Set down exactly the lines of the records from the top to the line containing "const DIAGRAM_URI_SUFFIX: &str"; include both.

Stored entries
>>>>
//! PPTX loader: maps slide XML onto the core shape tree.

use crate::document::{Binding, PptxDocument, TextLocation, UnitKey};
use crate::package::{Package, Relationships};
use crate::text::body_text;
use crate::xml::{Element, XmlPart};
use deck_core::{
    Container, Document, DocumentFormat, Error, NodeId, Placeholder, Result, Scope, Shape,
    ShapeTree, Slide, Table, TextUnit,
};
use std::collections::{HashMap, HashSet};
use std::io::{Read, Seek};

const PRESENTATION_PART: &str = "ppt/presentation.xml";
const DIAGRAM_URI_SUFFIX: &str = "/diagram";

/// Parser for PPTX (Office Open XML) files.
pub struct PptxParser;

impl PptxParser {
    /// Create a new PPTX parser.
    pub fn new() -> Self {
        Self
    }

    /// Parse a PPTX file from a reader.
    pub fn parse<R: Read + Seek>(&self, reader: R, filename: &str) -> Result<PptxDocument> {
        let package = Package::from_reader(reader)?;
        let mut document = Document::new(filename, DocumentFormat::Pptx);
        let mut loaded = Loaded::default();

        let slide_order = self.get_slide_order(&package)?;
        log::debug!("Found {} slides", slide_order.len());

        for (idx, slide_path) in slide_order.iter().enumerate() {
            let slide = self.parse_slide(&package, slide_path, idx, &mut loaded)?;
            document.add_slide(slide);
        }

        Ok(PptxDocument::new(
            package,
            document,
            loaded.parts,
            loaded.bindings,
            loaded.diagram_drawings,
        ))
    }

    /// Get the ordered list of slide part names.
    ///
    /// `p:sldIdLst` in presentation.xml is authoritative. Packages without one
    /// fall back to the slide relationships ordered by their number.
    fn get_slide_order(&self, package: &Package) -> Result<Vec<String>> {
        if !package.contains(PRESENTATION_PART) {
            return Err(Error::CorruptedFile(format!(
                "'{}' not found; not a presentation",
                PRESENTATION_PART
            )));
        }
        let presentation = package.read_xml(PRESENTATION_PART)?;
        let rels = package.relationships(PRESENTATION_PART)?;

        let mut slides = Vec::new();
        if let Some((_, list)) = presentation.root.child("sldIdLst") {
            for (_, sld_id) in list.children_named("sldId") {
                let Some(rel_id) = sld_id.prefixed_attr("id") else {
                    continue;
                };
                match rels.get(rel_id) {
                    Some(rel) => slides.push(rel.target.clone()),
                    None => log::warn!("Slide relationship '{}' is missing", rel_id),
                }
            }
        }

        if slides.is_empty() {
            let mut numbered: Vec<(String, Option<usize>)> = rels
                .by_type_suffix("/slide")
                .map(|r| (r.target.clone(), extract_slide_number(&r.target)))
                .collect();
            numbered.sort_by(|a, b| match (a.1, b.1) {
                (Some(na), Some(nb)) => na.cmp(&nb),
                (Some(_), None) => std::cmp::Ordering::Less,
                (None, Some(_)) => std::cmp::Ordering::Greater,
                (None, None) => a.0.cmp(&b.0),
            });
            slides = numbered.into_iter().map(|(path, _)| path).collect();
        }

        Ok(slides)
    }

    /// Parse a single slide and its notes page.
    fn parse_slide(
        &self,
        package: &Package,
        slide_path: &str,
        index: usize,
        loaded: &mut Loaded,
    ) -> Result<Slide> {
        let part = package.read_xml(slide_path)?;
        let rels = package.relationships(slide_path)?;
        let mut slide = Slide::new(index + 1);

        slide.shapes = loaded.build_tree(package, &part, slide_path, &rels, index, Scope::Slide);
        loaded.parts.insert(slide_path.to_string(), part);

        if let Some(notes_rel) = rels.by_type_suffix("/notesSlide").next() {
            let notes_path = notes_rel.target.clone();
            match package.read_xml(&notes_path) {
                Ok(notes_part) => {
                    let notes_rels = package.relationships(&notes_path)?;
                    let tree = loaded.build_tree(
                        package,
                        &notes_part,
                        &notes_path,
                        &notes_rels,
                        index,
                        Scope::Notes,
                    );
                    slide.notes = Some(tree);
                    loaded.parts.insert(notes_path, notes_part);
                }
                Err(e) => log::warn!("Slide {}: notes unreadable, skipping: {}", index + 1, e),
            }
        }

        Ok(slide)
    }
}

impl Default for PptxParser {
    fn default() -> Self {
        Self::new()
    }
}

/// Everything collected while loading, handed to [`PptxDocument`].
#[derive(Default)]
struct Loaded {
    parts: HashMap<String, XmlPart>,
    bindings: Vec<Binding>,
    /// Text bodies already tied to a unit; each body gets at most one.
    bound: HashSet<TextLocation>,
    diagram_drawings: HashMap<String, String>,
}

impl Loaded {
    fn build_tree(
        &mut self,
        package: &Package,
        part: &XmlPart,
        part_name: &str,
        rels: &Relationships,
        slide: usize,
        scope: Scope,
    ) -> ShapeTree {
        let mut builder = TreeBuilder {
            package,
            part_name,
            rels,
            slide,
            scope,
            tree: ShapeTree::new(),
            diagrams: HashMap::new(),
            loaded: self,
        };

        match part.root.find_path(&["cSld", "spTree"]) {
            Some((path, sp_tree)) => builder.add_shapes(sp_tree, &path, None),
            None => log::warn!("'{}' has no shape tree", part_name),
        }

        builder.tree
    }
}

/// Builds one shape tree from one slide or notes part.
struct TreeBuilder<'a> {
    package: &'a Package,
    part_name: &'a str,
    rels: &'a Relationships,
    slide: usize,
    scope: Scope,
    tree: ShapeTree,
    /// Diagram data part -> its point nodes, so a part referenced twice in
    /// this tree maps to the same nodes.
    diagrams: HashMap<String, Vec<NodeId>>,
    loaded: &'a mut Loaded,
}

impl TreeBuilder<'_> {
    fn add_shapes(&mut self, container: &Element, container_path: &[usize], parent: Option<NodeId>) {
        for (i, element) in container.elements() {
            let mut path = container_path.to_vec();
            path.push(i);

            match element.local_name() {
                "sp" => self.add_text_shape(element, path, parent),
                "grpSp" => self.add_group(element, path, parent),
                "graphicFrame" => self.add_graphic_frame(element, path, parent),
                "AlternateContent" => {
                    if let Some((ci, choice)) = element.child("Choice") {
                        path.push(ci);
                        self.add_shapes(choice, &path, parent);
                    }
                }
                "nvGrpSpPr" | "grpSpPr" | "extLst" => {}
                "pic" | "cxnSp" | "contentPart" => {
                    self.push(parent, shape_header(element));
                }
                other => {
                    log::debug!("Unrecognized shape element '{}' in '{}'", other, self.part_name);
                    self.push(parent, shape_header(element));
                }
            }
        }
    }

    fn push(&mut self, parent: Option<NodeId>, shape: Shape) -> NodeId {
        match parent {
            Some(p) => self.tree.add_child(p, shape),
            None => self.tree.add_root(shape),
        }
    }

    fn bind(&mut self, unit: UnitKey, part: &str, path: Vec<usize>) {
        let location = TextLocation {
            part: part.to_string(),
            path,
        };
        if !self.loaded.bound.insert(location.clone()) {
            log::debug!("Text body {:?} in '{}' is already bound", location.path, part);
            return;
        }
        self.loaded.bindings.push(Binding {
            slide: self.slide,
            scope: self.scope,
            unit,
            location,
        });
    }

    fn add_text_shape(&mut self, element: &Element, path: Vec<usize>, parent: Option<NodeId>) {
        let mut shape = shape_header(element);
        let body = element.child("txBody");
        if let Some((_, body)) = body {
            shape.text = Some(TextUnit::new(body_text(body)));
        }

        let id = self.push(parent, shape);
        if let Some((bi, _)) = body {
            let mut body_path = path;
            body_path.push(bi);
            let part = self.part_name;
            self.bind(UnitKey::Shape(id), part, body_path);
        }
    }

    fn add_group(&mut self, element: &Element, path: Vec<usize>, parent: Option<NodeId>) {
        let shape = shape_header(element).with_container(Container::Group);
        let id = self.push(parent, shape);
        self.add_shapes(element, &path, Some(id));
    }

    fn add_graphic_frame(&mut self, element: &Element, path: Vec<usize>, parent: Option<NodeId>) {
        let shape = shape_header(element);
        let Some((data_path, data)) = element.find_path(&["graphic", "graphicData"]) else {
            self.push(parent, shape);
            return;
        };
        let mut data_full = path;
        data_full.extend(data_path);

        if let Some((ti, table)) = data.child("tbl") {
            data_full.push(ti);
            self.add_table(shape, table, data_full, parent);
        } else if data.attr("uri").is_some_and(|u| u.ends_with(DIAGRAM_URI_SUFFIX)) {
            let id = self.push(parent, shape.with_container(Container::Diagram));
            match data.child("relIds").and_then(|(_, r)| r.attr("dm")) {
                Some(rel_id) => self.add_diagram_points(id, rel_id),
                None => log::warn!("Diagram in '{}' has no data relationship", self.part_name),
            }
        } else {
            log::debug!(
                "Graphic frame '{}' holds {}; skipped",
                shape.name,
                data.attr("uri").unwrap_or("unknown content")
            );
            self.push(parent, shape);
        }
    }

    fn add_table(&mut self, shape: Shape, table: &Element, path: Vec<usize>, parent: Option<NodeId>) {
        let mut grid = Table::default();
        let mut cells = Vec::new();

        for (r, (ri, row)) in table.children_named("tr").enumerate() {
            let mut units = Vec::new();
            for (c, (ci, cell)) in row.children_named("tc").enumerate() {
                match cell.child("txBody") {
                    Some((bi, body)) => {
                        units.push(TextUnit::new(body_text(body)));
                        let mut cell_path = path.clone();
                        cell_path.extend([ri, ci, bi]);
                        cells.push((r, c, cell_path));
                    }
                    None => units.push(TextUnit::default()),
                }
            }
            grid.rows.push(units);
        }

        let id = self.push(parent, shape.with_table(grid));
        let part = self.part_name;
        for (row, col, cell_path) in cells {
            self.bind(UnitKey::Cell { node: id, row, col }, part, cell_path);
        }
    }

    /// Attach the text-bearing points of a diagram's data part to `frame`.
    fn add_diagram_points(&mut self, frame: NodeId, rel_id: &str) {
        let Some(rel) = self.rels.get(rel_id) else {
            log::warn!("Diagram relationship '{}' missing in '{}'", rel_id, self.part_name);
            return;
        };
        let data_part = rel.target.clone();

        if let Some(ids) = self.diagrams.get(&data_part) {
            for id in ids.clone() {
                self.tree.link(frame, id);
            }
            return;
        }
        // Points belong to the first tree that loaded the part.
        if self.loaded.parts.contains_key(&data_part) {
            log::debug!(
                "Diagram data '{}' already loaded by another slide; not attached again",
                data_part
            );
            return;
        }

        let part = match self.package.read_xml(&data_part) {
            Ok(part) => part,
            Err(e) => {
                log::warn!("Diagram data '{}' unreadable, skipping: {}", data_part, e);
                return;
            }
        };

        let mut ids = Vec::new();
        if let Some((li, points)) = part.root.child("ptLst") {
            for (pi, point) in points.children_named("pt") {
                if matches!(point.attr("type"), Some("pres" | "parTrans" | "sibTrans")) {
                    continue;
                }
                let Some((ti, body)) = point.child("t") else {
                    continue;
                };
                let name = point.attr("modelId").unwrap_or("pt").to_string();
                let node = Shape::named(name).with_text(body_text(body));
                let id = self.tree.add_child(frame, node);
                self.bind(UnitKey::Shape(id), &data_part, vec![li, pi, ti]);
                ids.push(id);
            }
        }

        let drawing_rel = part
            .root
            .find_path(&["extLst", "ext", "dataModelExt"])
            .and_then(|(_, ext)| ext.attr("relId"))
            .and_then(|id| self.rels.get(id));
        if let Some(drawing) = drawing_rel {
            self.loaded
                .diagram_drawings
                .insert(data_part.clone(), drawing.target.clone());
        }

        self.diagrams.insert(data_part.clone(), ids);
        self.loaded.parts.insert(data_part, part);
    }
}

/// Name and placeholder role from a shape's non-visual properties.
fn shape_header(element: &Element) -> Shape {
    let non_visual = element
        .elements()
        .find(|(_, e)| e.local_name().starts_with("nv"))
        .map(|(_, e)| e);

    let name = non_visual
        .and_then(|nv| nv.child("cNvPr"))
        .and_then(|(_, c)| c.attr("name"))
        .unwrap_or_default();

    let mut shape = Shape::named(name);
    if let Some((_, ph)) = non_visual
        .and_then(|nv| nv.child("nvPr"))
        .and_then(|(_, nv_pr)| nv_pr.child("ph"))
    {
        shape.placeholder = Some(Placeholder {
            role: ph.attr("type").map(str::to_string),
            index: ph.attr("idx").and_then(|i| i.parse().ok()),
        });
    }
    shape
}

/// Extract a slide number from a string like "rId2" or "slide3.xml".
fn extract_slide_number(s: &str) -> Option<usize> {
    let s = s.trim_end_matches(".xml").trim_end_matches(".rels");

    let digits: String = s.chars().rev().take_while(|c| c.is_ascii_digit()).collect();
    if digits.is_empty() {
        return None;
    }
    let digits: String = digits.chars().rev().collect();
    digits.parse().ok()
}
<<<<
> **Solution to this problem**
//! PPTX loader: maps slide XML onto the core shape tree.

use crate::document::{Binding, PptxDocument, TextLocation, UnitKey};
use crate::package::{Package, Relationships};
use crate::text::body_text;
use crate::xml::{Element, XmlPart};
use deck_core::{
    Container, Document, DocumentFormat, Error, NodeId, Placeholder, Result, Scope, Shape,
    ShapeTree, Slide, Table, TextUnit,
};
use std::collections::{HashMap, HashSet};
use std::io::{Read, Seek};

const PRESENTATION_PART: &str = "ppt/presentation.xml";
const DIAGRAM_URI_SUFFIX: &str = "/diagram";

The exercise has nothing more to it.